In fact, this is what I want to happen almost all the time. So I change that option globally whenever I run R or RStudio. I will show you how to do that at some point.
If a data frame is all of the same type we can use as.matrix to turn it into a matrix.
Exercise
what does as.matrix() do when it is applied to a data frame with columns of different types?

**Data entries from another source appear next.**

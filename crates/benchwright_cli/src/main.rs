//! Benchwright CLI
//!
//! Synthesizes workflow-platform tool definitions from blueprint files,
//! one at a time or as a batch over a directory.

#![warn(missing_docs)]
#![warn(clippy::all)]

use std::path::PathBuf;

use clap::{Args, Parser, Subcommand};
use color_eyre::Result;
use color_eyre::eyre::WrapErr;

use benchwright_synth::{SynthConfig, batch_process, process_blueprint};

#[derive(Parser)]
#[command(name = "benchwright", version)]
#[command(about = "Synthesize workflow-platform tool definitions from blueprints", long_about = None)]
struct Cli {
    /// Increase log verbosity (-v, -vv, -vvv)
    #[arg(short, long, action = clap::ArgAction::Count, global = true)]
    verbose: u8,
    #[command(subcommand)]
    command: Commands,
}

#[derive(Subcommand)]
enum Commands {
    /// Synthesize one blueprint
    Synth {
        /// Path to the blueprint JSON file
        #[arg(short, long)]
        blueprint: PathBuf,
        /// Directory to write the tool definition into
        #[arg(short, long)]
        out_dir: PathBuf,
        #[command(flatten)]
        config: ConfigArgs,
    },
    /// Synthesize every `*.json` blueprint in a directory
    Batch {
        /// Directory of blueprint JSON files
        #[arg(short, long)]
        blueprint_dir: PathBuf,
        /// Directory to write tool definitions into
        #[arg(short, long)]
        out_dir: PathBuf,
        #[command(flatten)]
        config: ConfigArgs,
    },
}

/// Deployment constants, from an optional JSON config file with explicit
/// flags winning over it.
#[derive(Args)]
struct ConfigArgs {
    /// JSON file holding deployment constants
    #[arg(long)]
    config: Option<PathBuf>,
    /// Container image reference
    #[arg(long)]
    docker_image: Option<String>,
    /// Citation DOI
    #[arg(long)]
    citation_doi: Option<String>,
    /// Source repository, `owner/name`
    #[arg(long)]
    repo_name: Option<String>,
    /// Invocation command name
    #[arg(long)]
    cli_command: Option<String>,
    /// Package name used in help text
    #[arg(long)]
    pkg_name: Option<String>,
}

impl ConfigArgs {
    fn resolve(&self) -> Result<SynthConfig> {
        let mut config = match &self.config {
            Some(path) => {
                let text = std::fs::read_to_string(path)
                    .wrap_err_with(|| format!("failed to read config {}", path.display()))?;
                serde_json::from_str(&text)
                    .wrap_err_with(|| format!("failed to parse config {}", path.display()))?
            }
            None => SynthConfig::default(),
        };
        if let Some(docker_image) = &self.docker_image {
            config.docker_image = docker_image.clone();
        }
        if let Some(citation_doi) = &self.citation_doi {
            config.citation_doi = citation_doi.clone();
        }
        if let Some(repo_name) = &self.repo_name {
            config.repo_name = repo_name.clone();
        }
        if let Some(cli_command) = &self.cli_command {
            config.cli_command = cli_command.clone();
        }
        if let Some(pkg_name) = &self.pkg_name {
            config.pkg_name = pkg_name.clone();
        }
        Ok(config)
    }
}

fn main() -> Result<()> {
    color_eyre::install()?;
    let cli = Cli::parse();
    benchwright_cli::logging::init(cli.verbose);

    match cli.command {
        Commands::Synth {
            blueprint,
            out_dir,
            config,
        } => {
            let config = config.resolve()?;
            let dest = process_blueprint(&blueprint, &out_dir, &config)?;
            println!("{}", dest.display());
            Ok(())
        }
        Commands::Batch {
            blueprint_dir,
            out_dir,
            config,
        } => {
            let config = config.resolve()?;
            let summary = batch_process(&blueprint_dir, &out_dir, &config)?;
            println!(
                "synthesized {} tool definitions, {} failed",
                summary.succeeded, summary.failed
            );
            if !summary.ok() {
                std::process::exit(1);
            }
            Ok(())
        }
    }
}

#[cfg(test)]
mod tests {
    use super::*;

    #[test]
    fn test_synth_args_parse() {
        let cli = Cli::try_parse_from([
            "benchwright",
            "synth",
            "--blueprint",
            "bp.json",
            "--out-dir",
            "out",
            "--cli-command",
            "customcli",
        ])
        .unwrap();
        let Commands::Synth { blueprint, config, .. } = cli.command else {
            panic!("expected synth subcommand");
        };
        assert_eq!(blueprint, PathBuf::from("bp.json"));
        assert_eq!(config.cli_command.as_deref(), Some("customcli"));
    }

    #[test]
    fn test_flags_override_config_file() {
        let dir = tempfile::TempDir::new().unwrap();
        let path = dir.path().join("config.json");
        std::fs::write(
            &path,
            r#"{"cli_command": "filecli", "pkg_name": "FilePkg"}"#,
        )
        .unwrap();
        let args = ConfigArgs {
            config: Some(path),
            docker_image: None,
            citation_doi: None,
            repo_name: None,
            cli_command: Some("flagcli".to_string()),
            pkg_name: None,
        };
        let config = args.resolve().unwrap();
        assert_eq!(config.cli_command, "flagcli");
        assert_eq!(config.pkg_name, "FilePkg");
        assert_eq!(config.docker_image, SynthConfig::default().docker_image);
    }

    #[test]
    fn test_resolve_without_config_uses_defaults() {
        let args = ConfigArgs {
            config: None,
            docker_image: None,
            citation_doi: None,
            repo_name: None,
            cli_command: None,
            pkg_name: None,
        };
        assert_eq!(args.resolve().unwrap(), SynthConfig::default());
    }
}
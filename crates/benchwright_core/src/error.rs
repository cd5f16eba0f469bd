//! Core error types for Benchwright.

use std::fmt;

/// Core result type
pub type CoreResult<T> = Result<T, CoreError>;

/// Core error type
#[derive(Debug, Clone, PartialEq, Eq)]
pub enum CoreError {
    /// Blueprint text is not a valid JSON record
    InvalidBlueprint {
        /// Parser diagnostic
        reason: String,
    },
}

impl fmt::Display for CoreError {
    fn fmt(&self, f: &mut fmt::Formatter<'_>) -> fmt::Result {
        match self {
            Self::InvalidBlueprint { reason } => write!(f, "Invalid blueprint: {}", reason),
        }
    }
}

impl std::error::Error for CoreError {}

impl From<serde_json::Error> for CoreError {
    fn from(err: serde_json::Error) -> Self {
        Self::InvalidBlueprint {
            reason: err.to_string(),
        }
    }
}

#[cfg(test)]
mod tests {
    use super::*;

    #[test]
    fn test_error_display() {
        let err = CoreError::InvalidBlueprint {
            reason: "expected value at line 1".to_string(),
        };
        let s = format!("{}", err);
        assert!(s.contains("Invalid blueprint"));
        assert!(s.contains("line 1"));
    }

    #[test]
    fn test_from_serde_error() {
        let serde_err = serde_json::from_str::<serde_json::Value>("{ nope").unwrap_err();
        let err = CoreError::from(serde_err);
        assert!(matches!(err, CoreError::InvalidBlueprint { .. }));
    }
}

Finally, if the vectors aren’t even of the same lengths we have
x <- c(1, 2, 3, 4, 5, 6)
y <- c("a", "a", "b")
z <- c(T, T)
xyz <- list(x, y, z)
xyz
## [[1]]
## [1] 1 2 3 4 5 6
##
## [[2]]
## [1] "a" "a" "b"
##
## [[3]]
## [1] TRUE TRUE
lists are displayed quite differently from the other formats. Here are a number of commands:
length(xyz)
## [1] 3
names(xyz) <- c("Count", "Letter", "Married?")
xyz
## $Count
## [1] 1 2 3 4 5 6
##
## $Letter
## [1] "a" "a" "b"
##
## $`Married?`
## [1] TRUE TRUE
Often we want to use a list inside a function to record various values. So we need to create an “empty” list of a certain length:
x <- as.list(1:3)
x
## [[1]]
## [1] 1
##
## [[2]]
## [1] 2
##
## [[3]]
## [1] 3
and if we run out of space:
x[[4]] <- "a"
x
## [[1]]
## [1] 1
##
## [[2]]
## [1] 2
##
## [[3]]
## [1] 3
##
## [[4]]
## [1] "a"
Internally R stores all data as lists. In fact anything can be an element of a list:
In Statistics we often have data of the form \((x, y)\) and we want to find a linear model. For example consider the data on wine consumption and life expectancy:
kable.nice(wine)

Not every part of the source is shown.